Mariagrazia Carraroli e Luciano Ricci alcuni anni fa intrapresero un viaggio poetico e fotografico nella Tuscia e “incontrarono” le ombre degli antichi abitatori dei quali dettero testimonianza nel volume E nella sera un’ombra .

Mariagrazia Carraroli, veneta di origine, poetessa dalla voce pura, scevra da ogni risonanza retorica, attenta a conservare integro il “calibro” della voce, è rimasta coinvolta nel respiro del tempo di un paesaggio dove l’intervento antropico ha semplicemente evidenziato quanto la terra offra da rimodellare per viverci, senza violarla né cancellarne le originarie modulazioni.

E quando queste “modulazioni” interagiscono nell’animo del poeta, ecco che il silenzio si fa parola, la parola canto e questo suasiva armonia dell’eros.

Così, a visitare la tomba Ildebranda, il duomo di Sovana o Pitigliano può accadere di sentirsi vivi in un eterno presente dove tutto sta ancora accadendo e dove, per merito delle opere edificate nel segno della vita, è possibile quasi avvertire gli etruschi ancora fra noi o, inoltre, alcuni di noi sembrano dialogare con gli hintial (le ombre etrusche, appunto).

Ecco, la poetessa ha avuto in sorte di ricevere questo dialogo al punto da ascoltare e restituirci un coro degli Etruschi di Pitigliano che, dalle loro tombe, evocano “il verde carico della speranza/incisa oltre i confini/delle nostre tombe.”

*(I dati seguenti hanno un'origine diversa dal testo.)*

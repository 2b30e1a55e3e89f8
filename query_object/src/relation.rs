//! Relations
//!
//! A [`Relation`] describes the FROM/selection/filter/join portion of a query.
//! Grouping, having, limit, and distinctness live one level up, on
//! [`Query`](crate::query::Query). All transformations are pure: they consume
//! the receiver and return a new value, so no previously returned relation is
//! ever observably changed.

use crate::context::Deferred;
use crate::expression::SqlPredicate;
use crate::ordering::OrderingTerm;
use crate::query::Query;
use crate::selection::SelectField;
use std::collections::BTreeMap;

/// What a relation selects FROM
#[derive(Debug, Clone)]
pub enum RelationSource {
    /// A plain table, optionally aliased
    Table {
        name: String,
        alias: Option<String>,
    },
    /// A nested query, optionally aliased
    ///
    /// Many rewrites (notably the in-place count rewrite) are only valid when
    /// the source is a plain table, so this distinction is load-bearing.
    Subquery {
        query: Box<Query>,
        alias: Option<String>,
    },
}

impl RelationSource {
    /// Whether this source is a plain table reference
    pub fn is_table(&self) -> bool {
        matches!(self, RelationSource::Table { .. })
    }
}

/// How a child relation is joined to its parent
#[derive(Debug, Clone, PartialEq, Eq)]
pub enum JoinKind {
    /// INNER JOIN - the child row must exist
    Required,
    /// LEFT JOIN - the child row may be absent
    Optional,
}

impl JoinKind {
    /// Convert join kind to SQL string
    pub fn to_sql(&self) -> &'static str {
        match self {
            JoinKind::Required => "INNER JOIN",
            JoinKind::Optional => "LEFT JOIN",
        }
    }
}

/// Condition joining a child relation to its parent
#[derive(Debug, Clone, PartialEq)]
pub enum JoinCondition {
    /// Join on a column equality (e.g., ON users.id = orders.user_id)
    On {
        left_column: String,
        right_column: String,
    },
    /// Join using common column names (e.g., USING (id, name))
    Using(Vec<String>),
}

/// A resolved association, as handed to the core by the association layer.
///
/// The core never builds these itself; it only attaches them to a relation's
/// children. `multiplies_rows` is the one-to-many/many-to-many flag: the
/// count-query rewriter reads it, the core never sets it.
#[derive(Debug, Clone)]
pub struct Association {
    pub key: String,
    pub relation: Relation,
    pub condition: JoinCondition,
    pub multiplies_rows: bool,
}

impl Association {
    /// Describe an association to a plain table joined on a column equality
    pub fn to_one(
        key: impl Into<String>,
        table: impl Into<String>,
        left_column: impl Into<String>,
        right_column: impl Into<String>,
    ) -> Self {
        Self {
            key: key.into(),
            relation: Relation::table(table),
            condition: JoinCondition::On {
                left_column: left_column.into(),
                right_column: right_column.into(),
            },
            multiplies_rows: false,
        }
    }

    /// Same as [`Association::to_one`], but flagged as able to multiply parent rows
    pub fn to_many(
        key: impl Into<String>,
        table: impl Into<String>,
        left_column: impl Into<String>,
        right_column: impl Into<String>,
    ) -> Self {
        Self {
            multiplies_rows: true,
            ..Self::to_one(key, table, left_column, right_column)
        }
    }
}

/// A joined child relation
#[derive(Debug, Clone)]
pub struct ChildRelation {
    pub relation: Relation,
    pub kind: JoinKind,
    pub condition: JoinCondition,
    /// Whether this child can increase the parent's row count (one-to-many)
    pub multiplies_rows: bool,
    /// Whether the child's selection appears in the parent's SELECT list
    /// (`including` semantics) or the join exists only for filtering
    /// (`joining` semantics)
    pub selects_columns: bool,
}

/// The FROM/selection/filter/ordering/join portion of a query
#[derive(Debug, Clone)]
pub struct Relation {
    pub(crate) source: RelationSource,
    pub(crate) selection: Vec<SelectField>,
    pub(crate) predicates: Vec<Deferred<SqlPredicate>>,
    pub(crate) ordering: Option<Deferred<Vec<OrderingTerm>>>,
    pub(crate) ordering_reversed: bool,
    pub(crate) children: BTreeMap<String, ChildRelation>,
}

impl Relation {
    /// Relation over a plain table, selecting all columns
    pub fn table(name: impl Into<String>) -> Self {
        Self {
            source: RelationSource::Table {
                name: name.into(),
                alias: None,
            },
            selection: vec![SelectField::All],
            predicates: Vec::new(),
            ordering: None,
            ordering_reversed: false,
            children: BTreeMap::new(),
        }
    }

    /// Relation over a nested query
    pub fn subquery(query: Query) -> Self {
        Self {
            source: RelationSource::Subquery {
                query: Box::new(query),
                alias: None,
            },
            selection: vec![SelectField::All],
            predicates: Vec::new(),
            ordering: None,
            ordering_reversed: false,
            children: BTreeMap::new(),
        }
    }

    /// The source this relation selects from
    pub fn source(&self) -> &RelationSource {
        &self.source
    }

    /// The current selection
    pub fn selection(&self) -> &[SelectField] {
        &self.selection
    }

    /// The joined children, keyed by association key
    pub fn children(&self) -> &BTreeMap<String, ChildRelation> {
        &self.children
    }

    /// Alias the source with a table alias
    pub fn qualified(mut self, alias: impl Into<String>) -> Self {
        match &mut self.source {
            RelationSource::Table { alias: slot, .. } => *slot = Some(alias.into()),
            RelationSource::Subquery { alias: slot, .. } => *slot = Some(alias.into()),
        }
        self
    }

    /// Replace the selection
    pub fn select(mut self, fields: Vec<SelectField>) -> Self {
        self.selection = fields;
        self
    }

    /// Append to the selection, preserving existing entries' order
    pub fn annotated(mut self, fields: Vec<SelectField>) -> Self {
        self.selection.extend(fields);
        self
    }

    /// AND a deferred predicate into the filter
    pub fn filter(mut self, predicate: Deferred<SqlPredicate>) -> Self {
        self.predicates.push(predicate);
        self
    }

    /// Replace the ordering terms
    pub fn order(mut self, ordering: Deferred<Vec<OrderingTerm>>) -> Self {
        self.ordering = Some(ordering);
        self.ordering_reversed = false;
        self
    }

    /// Reverse the direction of every ordering term.
    ///
    /// Ordering terms are deferred, so the reversal is recorded as a flag and
    /// applied after the terms resolve at generation time.
    pub fn reversed(mut self) -> Self {
        self.ordering_reversed = !self.ordering_reversed;
        self
    }

    /// Clear the ordering terms
    pub fn unordered(mut self) -> Self {
        self.ordering = None;
        self.ordering_reversed = false;
        self
    }

    /// Join an association, selecting its columns in the parent's SELECT list
    pub fn including(self, association: Association, kind: JoinKind) -> Self {
        self.join_child(association, kind, true)
    }

    /// Join an association without selecting its columns
    pub fn joining(self, association: Association, kind: JoinKind) -> Self {
        self.join_child(association, kind, false)
    }

    fn join_child(mut self, association: Association, kind: JoinKind, selects_columns: bool) -> Self {
        self.children.insert(
            association.key,
            ChildRelation {
                relation: association.relation,
                kind,
                condition: association.condition,
                multiplies_rows: association.multiplies_rows,
                selects_columns,
            },
        );
        self
    }

    /// Whether any reachable child is flagged as able to multiply parent rows.
    ///
    /// Walks the whole children tree: a one-to-many join nested below a
    /// to-one join still fans out the parent's rows.
    pub fn has_multiplying_child(&self) -> bool {
        self.children
            .values()
            .any(|child| child.multiplies_rows || child.relation.has_multiplying_child())
    }
}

Questo perché l’eros, inteso come desiderio di vita che si tramanda senza soluzione di continuità, fa si che “nella sera un’ombra” l’ombra della sera (chiarissimo il riferimento alle statuette alla Giacometti) divenga alimento essenziale per la luce albale, che avvertii io stesso, ad esempio, molti anni orsono di fronte alla tomba Ildebranda, con accanto alberi da frutto selvatici che, ai piedi del tufo modellato, mostravano i loro agri pomi in un tempo che si era fermato.

A Pitigliano (Grosseto)

Coro etrusco

La parete di tufo serra ancora l’enigma dei nostri accenti di preghiere cantilenate sopra corpi senza respiro.

E’ impastata con la loro cenere con le loro ombre.

Per questo l’inattesa visione della città alla svolta del monte seduce il viaggiatore e lo scuote d’un fremito ignoto.

Questo paese non affonda le sue radici nel tufo soltanto e il bastione che l’ha difeso anche noi protegge.

La Valle di Geremia lussureggia di noi il verde carico della speranza incisa oltre i confini delle nostre tombe.